Assuming a direct RF sampling at a rate of $F_S=1/T_S$ before downconversion, we plug $t=nT_S$ above. $$ r(nT_S) = v_I(nT_S) \sqrt{2} \cos 2\pi F_C nT_S - v_Q(nT_S) \sqrt{2}\sin 2\pi F_C nT_S $$

The expression $F_C nT_S$ above becomes $\frac{F_C}{F_S}n$ to yield $$ r(nT_S) = v_I(nT_S) \sqrt{2} \cos 2\pi \frac{F_C }{F_S} n - v_Q(nT_S) \sqrt{2}\sin 2\pi \frac{F_C }{F_S} n $$

Perhaps this is the ratio of the centre frequency to the sample rate you are asking about.

EDIT: Downconversion can be embedded in a downsampling operation as follows. In a conventional operation, we will have an LO downconverting the signal to baseband, filter it and then downsample it according to the symbol rate, as shown below.

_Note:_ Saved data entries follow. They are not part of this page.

//! Manifest records and the `photos.json` writer.
//!
//! The manifest is the run's JSON summary: one [`ImageRecord`] per fully
//! processed image (three artifacts each) plus one [`SeriesRecord`] per
//! immediate subdirectory of the root. It is written exactly once, at the
//! end of a pass, overwriting any previous file wholesale — there is no
//! merging with prior runs.
//!
//! Records are append-only and ordered by discovery; nothing mutates an
//! entry after it is pushed.

use crate::series::SeriesRecord;
use serde::{Deserialize, Serialize};
use std::path::Path;
use thiserror::Error;

#[derive(Error, Debug)]
pub enum ManifestError {
    #[error("IO error: {0}")]
    Io(#[from] std::io::Error),
    #[error("JSON error: {0}")]
    Json(#[from] serde_json::Error),
}

/// File size and pixel dimensions of one artifact.
///
/// `kb` is the byte length divided by 1024, rounded to two decimals.
#[derive(Debug, Clone, Copy, PartialEq, Serialize, Deserialize)]
pub struct ArtifactSize {
    pub w: u32,
    pub h: u32,
    pub kb: f64,
}

/// One artifact's manifest entry: where it lives and, when inspection
/// succeeded, how big it is. `size` is omitted from the JSON when the
/// inspector could not read the file.
#[derive(Debug, Clone, Serialize, Deserialize)]
pub struct ArtifactEntry {
    pub path: String,
    #[serde(skip_serializing_if = "Option::is_none")]
    pub size: Option<ArtifactSize>,
}

/// Manifest entry for one source image: the renamed original, the optimized
/// re-encode, and the `-min` thumbnail.
#[derive(Debug, Clone, Serialize, Deserialize)]
pub struct ImageRecord {
    pub original: ArtifactEntry,
    pub optimized: ArtifactEntry,
    pub min: ArtifactEntry,
}

/// Root structure of `photos.json`.
#[derive(Debug, Serialize, Deserialize)]
pub struct Manifest {
    pub photos: Vec<ImageRecord>,
    pub series: Vec<SeriesRecord>,
}

/// Render a path for the manifest: relative to the processing root, rooted
/// at `/`, forward slashes regardless of platform. A path that does not sit
/// under the root falls back to its absolute form.
pub fn manifest_path(path: &Path, root: &Path) -> String {
    match path.strip_prefix(root) {
        Ok(rel) => format!("/{}", slashed(rel)),
        Err(_) => slashed(path),
    }
}

/// The catalog's `location` column: like [`manifest_path`] but rooted at
/// `/<root-dir-name>/` so rows from different roots stay distinguishable.
pub fn location(path: &Path, root: &Path) -> String {
    let root_name = root
        .file_name()
        .map(|n| n.to_string_lossy().into_owned())
        .unwrap_or_default();
    match path.strip_prefix(root) {
        Ok(rel) => format!("/{root_name}/{}", slashed(rel)),
        Err(_) => slashed(path),
    }
}

fn slashed(path: &Path) -> String {
    path.to_string_lossy().replace('\\', "/")
}

/// Write the manifest to `json_path`, pretty-printed, replacing any
/// previous file.
pub fn save(json_path: &Path, manifest: &Manifest) -> Result<(), ManifestError> {
    let json = serde_json::to_string_pretty(manifest)?;
    std::fs::write(json_path, json)?;
    Ok(())
}
//! Image inspection: file size plus header-declared pixel dimensions.
//!
//! Inspection is deliberately forgiving. A file that is missing, truncated,
//! or not a decodable image logs one error line and yields `None` —
//! "dimensions unknown" — and the caller carries on. The pipeline records
//! such artifacts with their size fields absent rather than aborting.

use crate::manifest::ArtifactSize;
use std::path::Path;
use thiserror::Error;

#[derive(Error, Debug)]
enum InspectError {
    #[error("IO error: {0}")]
    Io(#[from] std::io::Error),
    #[error("image error: {0}")]
    Image(#[from] image::ImageError),
}

/// Inspect an artifact, printing a detail block on success or a single
/// error line on failure.
///
/// `description` labels the artifact in the console output ("Original
/// image", "Optimized image", "Resized image").
pub fn inspect(path: &Path, description: &str) -> Option<ArtifactSize> {
    match read_details(path) {
        Ok(size) => {
            let name = path
                .file_name()
                .map(|n| n.to_string_lossy().into_owned())
                .unwrap_or_default();
            println!("{description} - {name}:");
            println!(
                "  Size: {:.2} KB, Width: {}, Height: {}",
                size.kb, size.w, size.h
            );
            Some(size)
        }
        Err(e) => {
            println!("Error reading details for {}: {e}", path.display());
            None
        }
    }
}

/// Byte length from filesystem metadata; dimensions from the image header
/// only — no pixel data is decoded here.
fn read_details(path: &Path) -> Result<ArtifactSize, InspectError> {
    let bytes = std::fs::metadata(path)?.len();
    let (w, h) = image::image_dimensions(path)?;
    Ok(ArtifactSize {
        w,
        h,
        kb: round_kb(bytes),
    })
}

fn round_kb(bytes: u64) -> f64 {
    (bytes as f64 / 1024.0 * 100.0).round() / 100.0
}
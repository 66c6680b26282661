//! The SQLite catalog.
//!
//! One table, `images`, one row per fully processed image. The table is
//! created if absent and never migrated or dropped; there is no update or
//! delete surface. Each insert is its own unit of work (autocommit), so a
//! crash mid-run loses at most the image being processed — never rows that
//! were already reported.
//!
//! The connection is opened once and held for the run. Processing is
//! strictly sequential, so this changes nothing observable versus opening
//! a fresh connection per insert.

use rusqlite::{Connection, Result as SqlResult, params};
use std::path::Path;

/// Flattened per-image row, one column per artifact attribute. Size and
/// dimension columns are `None` (NULL) when inspection of that artifact
/// failed.
#[derive(Debug, Clone, PartialEq)]
pub struct CatalogRow {
    pub original_name: String,
    pub optimized_name: String,
    pub resized_name: String,
    pub original_size_kb: Option<f64>,
    pub optimized_size_kb: Option<f64>,
    pub resized_size_kb: Option<f64>,
    pub original_width: Option<u32>,
    pub original_height: Option<u32>,
    pub optimized_width: Option<u32>,
    pub optimized_height: Option<u32>,
    pub resized_width: Option<u32>,
    pub resized_height: Option<u32>,
    pub location: String,
}

/// Handle to the `images.db` row store.
pub struct Catalog {
    conn: Connection,
}

impl Catalog {
    /// Open (or create) the database and ensure the schema exists.
    pub fn open(db_path: &Path) -> SqlResult<Self> {
        let conn = Connection::open(db_path)?;
        conn.execute(
            "CREATE TABLE IF NOT EXISTS images (
                id INTEGER PRIMARY KEY AUTOINCREMENT,
                original_name TEXT,
                optimized_name TEXT,
                resized_name TEXT,
                original_size_kb REAL,
                optimized_size_kb REAL,
                resized_size_kb REAL,
                original_width INTEGER,
                original_height INTEGER,
                optimized_width INTEGER,
                optimized_height INTEGER,
                resized_width INTEGER,
                resized_height INTEGER,
                location TEXT
            )",
            [],
        )?;
        Ok(Self { conn })
    }

    /// Insert one row; committed immediately.
    pub fn insert(&self, row: &CatalogRow) -> SqlResult<()> {
        self.conn.execute(
            "INSERT INTO images (
                original_name,
                optimized_name,
                resized_name,
                original_size_kb,
                optimized_size_kb,
                resized_size_kb,
                original_width,
                original_height,
                optimized_width,
                optimized_height,
                resized_width,
                resized_height,
                location
            ) VALUES (?1, ?2, ?3, ?4, ?5, ?6, ?7, ?8, ?9, ?10, ?11, ?12, ?13)",
            params![
                row.original_name,
                row.optimized_name,
                row.resized_name,
                row.original_size_kb,
                row.optimized_size_kb,
                row.resized_size_kb,
                row.original_width,
                row.original_height,
                row.optimized_width,
                row.optimized_height,
                row.resized_width,
                row.resized_height,
                row.location,
            ],
        )?;
        Ok(())
    }

    /// Number of rows currently in the catalog.
    pub fn count(&self) -> SqlResult<i64> {
        self.conn
            .query_row("SELECT COUNT(*) FROM images", [], |row| row.get(0))
    }
}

enter image description here

Here, the filter is operating at a higher rate which is unnecessary when we have to throw $M-1$ out of every $M$ samples anyway. This is a hint for what we need to do.

First, we interchange the operations of downconvesion and filtering so our filter needs to be implemented in passband now. If the lowpass filter impulse response is $h[n]$, the passband filter response is $$ g[n] = h[n] e^{j2\pi \frac{F_C}{F_S} n}$$

The interchange of downconversion and filtering is shown below.

enter image description here

Next, we slide the downsampling operation past the LO whose frequency gets multiplied by $M$, i.e., $F_C/F_S \cdot M$. We assume that $$F_C = \frac{F_S}{M}$$ then our LO frequency after sliding it past the downsampler becomes $$\frac{F_C}{F_S}M = \frac{F_S}{M}\frac{M}{F_S}=1$$ which implies that no downconversion is actually required!

enter image description here

However, remember that filter is still operating it at a higher rate. So we slide the downsampler past the filter now and implement it as a polyphase filter. The original spectrum is shown below.

enter image description here

This operation changes the spectrum such that all spectral replicas from $-F_S/2$ to $F_S/2$ end up at baseband overlapped on each other. The interesting part is that at the input of the polyphase arms, they possess a unique phase profile across the whole $360^{\circ}$ around the frequency IQ spectrum. A rough sketch is below.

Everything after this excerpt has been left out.